My two Neds are at home with me on our own yard, so I usually get to see to them about 7.30 in the morning where I'll either feed or bring in and then feed, depending on the season and the weather, and see to rugs (traddie cob has sweet itch).

They are usually standing at the gate waiting! Bless 'em. 

At the moment mare is having a special supplement, so I'm having to feed separately. They usually have their suppers about 5ish about now; when winter's really here - again depending on the weather and condition of the field and whether they're in or out at night, they'll be fed when its just getting dimpsy and rugged accordingly.


----------



## Luci07 (18 October 2015)

Assisted DIY so one end of the day is done for me. I also have 3 really close friends so we tend to fill in the gaps for each other. I.e I am currently feeding and checking2 who are still out and we try to alternate who is up at which end of the day to change rugs and do final checks. My horse will be fed by 7.30 and out. Maybe 8 at the weekend. Timings may have to change when I go back to work but between the yard and each other, our horses all get seen to. Getting good at 4 rug changes...and will shortly be 6!


----------



## WandaMare (18 October 2015)

I have mine at home so its easier to see to them early, usually 6.30am on a weekday before work, then 7.30 ish at weekends. One of mine scoffs her hay at night so I don't like to leave them any later.


----------



## xDundryx (18 October 2015)

6am every day, on weekends I go home and hop back into bed for a couple of hours!


----------



## Apercrumbie (18 October 2015)

Anytime between 730 and 10, although mine live out 24/7 so it's not really an issue.  When I used to occasionally have them in, I'd get out to them 645-8 depending on the day.  Actually it's one of the reasons I'm glad they're out 24/7 because they won't be bored in a stable/starving with no food if I want to wake up a bit later.  In winter I do try to feed them at a similar time every day, but at weekends it is slightly later and I don't feel too guilty.


----------



## Stanfin (19 October 2015)

Hi, mine are at home, see to them at 5.15 in the morning, turn out, muck out a couple and then off to work, back at 4.30, bring in, ride etc, go back out to them before bed approx. 9.30 to give extra haylage as its all scoffed.  Repeat for the rest of the week, get a lie in on Sat and Sun, up at 6.30!!!  Having been on livery yards in the past I was always alarmed that some people didn't go to their horses until very late in the morning and made no arrangements for them to be fed etc.  I would always worry about colic due to horses being stood in without food for long periods of time.


----------



## Elsbells (19 October 2015)

If in its 9.00am, out in a big field as she is now and will be this year as injured and will be a brood in the spring, any time I like.


----------



## MagicMelon (19 October 2015)

My horses are literally just off my back garden so I do them at 7am in my PJ's every day, my 3yo son gets us up at 6.30am without fail so I never even get a sleep in


----------



## unicornystar (22 October 2015)

Lucky enough to keep mine at home (currently out 24/7) so at the moment I get woken up to the sound of my main lad kicking the water trough for attention around 7am.........I nip out briefly with the dogs for their "leak" then attempt to wake up for work/daughter to college etc.  The majority of work for me with the horses is in the evening.

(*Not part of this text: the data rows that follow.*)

//! Help overlay rendering.

use ratatui::{
    style::{Color, Style, Stylize},
    symbols,
    text::{Line, Span, Text},
    widgets::{Block, Borders, Clear, Paragraph, Wrap},
    Frame,
};

use crate::constants::dialog;

use super::colors;
use super::utils::centered_rect;

/// Key bindings grouped by section: (title, [(keys, description)]).
const SECTIONS: [(&str, &[(&str, &str)]); 4] = [
    (
        "TIMER",
        &[
            ("j / k", "Move through presets"),
            ("Enter", "Start the selected preset"),
            ("c", "Custom hours / minutes / seconds"),
            ("x", "Stop the running session"),
        ],
    ),
    (
        "SOS MODE",
        &[
            ("s", "Turn SOS on or off (silences focus alerts)"),
            ("Tab", "Switch between presets and apps"),
            ("Space", "Allow or remove the selected app"),
        ],
    ),
    (
        "STUDY MATERIALS",
        &[("o", "Add PDF files by path (space separated)")],
    ),
    (
        "GENERAL",
        &[("? / F1", "Show this help"), ("q / Ctrl+C", "Quit")],
    ),
];

/// Draws a help overlay popup.
pub fn draw_help_overlay(frame: &mut Frame) {
    let area = centered_rect(dialog::HELP_WIDTH, dialog::HELP_HEIGHT, frame.area());

    // Clear the background
    frame.render_widget(Clear, area);

    let help = Paragraph::new(get_help_text())
        .block(
            Block::default()
                .borders(Borders::ALL)
                .border_style(Style::default().fg(colors::PRIMARY))
                .border_set(symbols::border::DOUBLE)
                .title(Line::from(vec![
                    Span::styled(" ", Style::default()),
                    Span::styled(" Help ", Style::default().fg(Color::White).bold()),
                    Span::styled(
                        "- Press any key to close ",
                        Style::default().fg(colors::MUTED),
                    ),
                ])),
        )
        .wrap(Wrap { trim: false });

    frame.render_widget(help, area);
}

/// Returns the help text content.
fn get_help_text() -> Text<'static> {
    let key_style = Style::default().fg(colors::KEY).bold();
    let desc_style = Style::default().fg(Color::White);
    let section_style = Style::default().fg(colors::PRIMARY).bold();

    let mut lines = vec![Line::from("")];
    for (title, bindings) in SECTIONS {
        lines.push(Line::from(vec![
            Span::styled("  ", Style::default()),
            Span::styled(title, section_style),
        ]));
        lines.push(Line::from(""));
        for (keys, desc) in bindings {
            lines.push(Line::from(vec![
                Span::styled("    ", Style::default()),
                Span::styled(format!("{keys:<12}"), key_style),
                Span::styled(*desc, desc_style),
            ]));
        }
        lines.push(Line::from(""));
    }
    lines.push(Line::from(Span::styled(
        "  Leaving the terminal during a session raises a focus alert.",
        Style::default().fg(colors::MUTED),
    )));

    Text::from(lines)
}

#[cfg(test)]
mod tests {
    use super::*;

    #[test]
    fn test_help_lists_every_section() {
        let text = get_help_text();
        let rendered: Vec<String> = text.lines.iter().map(|l| l.to_string()).collect();
        for (title, _) in SECTIONS {
            assert!(rendered.iter().any(|l| l.contains(title)));
        }
    }
}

When they were on DIY livery I would generally get up to yard around 9-11 but they did both have two large haynets and never starving!


----------



## budley95 (22 October 2015)

Depending on my shift at work between 5:30am and 8am. But then he comes in anytime from 4pm to 9pm depending on shifts again! He always has haylage and water left and seems quite happy  the girls that don't get up until midday and don't leave a breakfast or a haynet for their horse wind me up a little bit!


----------



## xgemmax (22 October 2015)

If he's in then i'm usually on the yard to turn out at 8am on a weekday or 9am on a weekend. He gets enough hay to last him and a bucket of chopped oat straw in the morning for breakfast when the first person comes up so he's not left hungry and he has a big stable

If he's out in the field i just go after work about 5pm, there's always someone on the yard though that would notice if something was wrong


----------